## [WHAT YOU WILL DO]
Your reply should be one number: how many lines of the records below contain the string "RemoteStore".

## [Stored data entries]
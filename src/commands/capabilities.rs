use anyhow::Result;
use std::io::Write;

/// Handle the capabilities command
/// Plain object-by-object `push` and `fetch`; no refspec or option support
pub fn handle<W: Write>(output: &mut W) -> Result<()> {
    writeln!(output, "push")?;
    writeln!(output, "fetch")?;
    writeln!(output)?; // Empty line signals completion

    Ok(())
}
use std::fs::{self, OpenOptions};
use std::io::{ErrorKind, Read, Write};
use std::path::{Path, PathBuf};

use flate2::read::ZlibDecoder;
use flate2::write::ZlibEncoder;
use flate2::Compression;
use fs4::FileExt;
use tempfile::NamedTempFile;

use super::traits::{ObjectStore, RefStore, RemoteStore};
use super::RefTable;
use crate::error::{Error, Result};
use crate::object::ObjectId;

/// First byte of a zlib stream at the default window size.
const ZLIB_MAGIC: u8 = 0x78;

/// Filesystem-backed remote store.
///
/// Layout under the root:
/// - `objects/<2 hex>/<38 hex>`: one framed object per file
/// - `refs.json`: the ref table, replaced atomically on every change
/// - `refs.lock`: advisory lock serializing ref table updates
pub struct FilesystemStorage {
    base_path: PathBuf,
    compress: bool,
}

impl FilesystemStorage {
    pub fn new<P: AsRef<Path>>(base_path: P) -> Self {
        FilesystemStorage {
            base_path: base_path.as_ref().to_path_buf(),
            compress: false,
        }
    }

    /// Deflate objects on write. Reads accept both encodings regardless.
    pub fn with_compression(mut self, compress: bool) -> Self {
        self.compress = compress;
        self
    }

    fn objects_dir(&self) -> PathBuf {
        self.base_path.join("objects")
    }

    fn object_path(&self, id: &ObjectId) -> PathBuf {
        let (shard, rest) = id.split_path();
        self.objects_dir().join(shard).join(rest)
    }

    fn refs_path(&self) -> PathBuf {
        self.base_path.join("refs.json")
    }

    fn lock_path(&self) -> PathBuf {
        self.base_path.join("refs.lock")
    }

    /// Write `data` next to `path` and rename it into place.
    fn write_atomic(path: &Path, data: &[u8]) -> Result<()> {
        let dir = path.parent().unwrap_or_else(|| Path::new("."));
        let mut temp = NamedTempFile::new_in(dir).map_err(|e| Error::store_io(dir, e))?;
        temp.write_all(data).map_err(|e| Error::store_io(temp.path(), e))?;
        temp.as_file()
            .sync_all()
            .map_err(|e| Error::store_io(temp.path(), e))?;
        temp.persist(path)
            .map_err(|e| Error::store_io(path, e.error))?;
        Ok(())
    }

    fn read_refs(&self) -> Result<RefTable> {
        let path = self.refs_path();
        match fs::read(&path) {
            Ok(bytes) => RefTable::from_json(&bytes),
            Err(e) if e.kind() == ErrorKind::NotFound => Ok(RefTable::default()),
            Err(e) => Err(Error::store_io(path, e)),
        }
    }
}

impl ObjectStore for FilesystemStorage {
    fn get(&self, id: &ObjectId) -> Result<Vec<u8>> {
        let path = self.object_path(id);
        let stored = match fs::read(&path) {
            Ok(bytes) => bytes,
            Err(e) if e.kind() == ErrorKind::NotFound => {
                return Err(Error::ObjectNotFound(id.to_string()))
            }
            Err(e) => return Err(Error::store_io(path, e)),
        };

        if stored.first() != Some(&ZLIB_MAGIC) {
            return Ok(stored);
        }

        let mut data = Vec::new();
        ZlibDecoder::new(&stored[..])
            .read_to_end(&mut data)
            .map_err(|e| Error::store_io(&path, e))?;
        Ok(data)
    }

    fn put(&self, id: &ObjectId, data: &[u8]) -> Result<()> {
        let path = self.object_path(id);
        if path.exists() {
            tracing::trace!("object {} already stored", id);
            return Ok(());
        }

        if let Some(shard) = path.parent() {
            fs::create_dir_all(shard).map_err(|e| Error::store_io(shard, e))?;
        }

        if !self.compress {
            return Self::write_atomic(&path, data);
        }

        let mut encoder = ZlibEncoder::new(Vec::new(), Compression::default());
        encoder
            .write_all(data)
            .map_err(|e| Error::store_io(&path, e))?;
        let deflated = encoder.finish().map_err(|e| Error::store_io(&path, e))?;
        Self::write_atomic(&path, &deflated)
    }

    fn has(&self, id: &ObjectId) -> Result<bool> {
        let path = self.object_path(id);
        path.try_exists().map_err(|e| Error::store_io(path, e))
    }
}

impl RefStore for FilesystemStorage {
    fn get_refs(&self) -> Result<RefTable> {
        self.read_refs()
    }

    fn update_refs<F>(&self, update_fn: F) -> Result<()>
    where
        F: FnOnce(&mut RefTable) -> Result<()>,
    {
        let lock_path = self.lock_path();
        let lock = OpenOptions::new()
            .create(true)
            .truncate(false)
            .write(true)
            .open(&lock_path)
            .map_err(|e| Error::store_io(&lock_path, e))?;
        // Released when `lock` is dropped.
        lock.lock_exclusive()
            .map_err(|e| Error::store_io(&lock_path, e))?;

        let mut refs = self.read_refs()?;
        update_fn(&mut refs)?;
        Self::write_atomic(&self.refs_path(), &refs.to_json()?)
    }
}

impl RemoteStore for FilesystemStorage {
    fn initialize(&self) -> Result<()> {
        let objects = self.objects_dir();
        fs::create_dir_all(&objects).map_err(|e| Error::store_io(objects, e))
    }
}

## [ANSWER FOR THIS EXERCISE]
2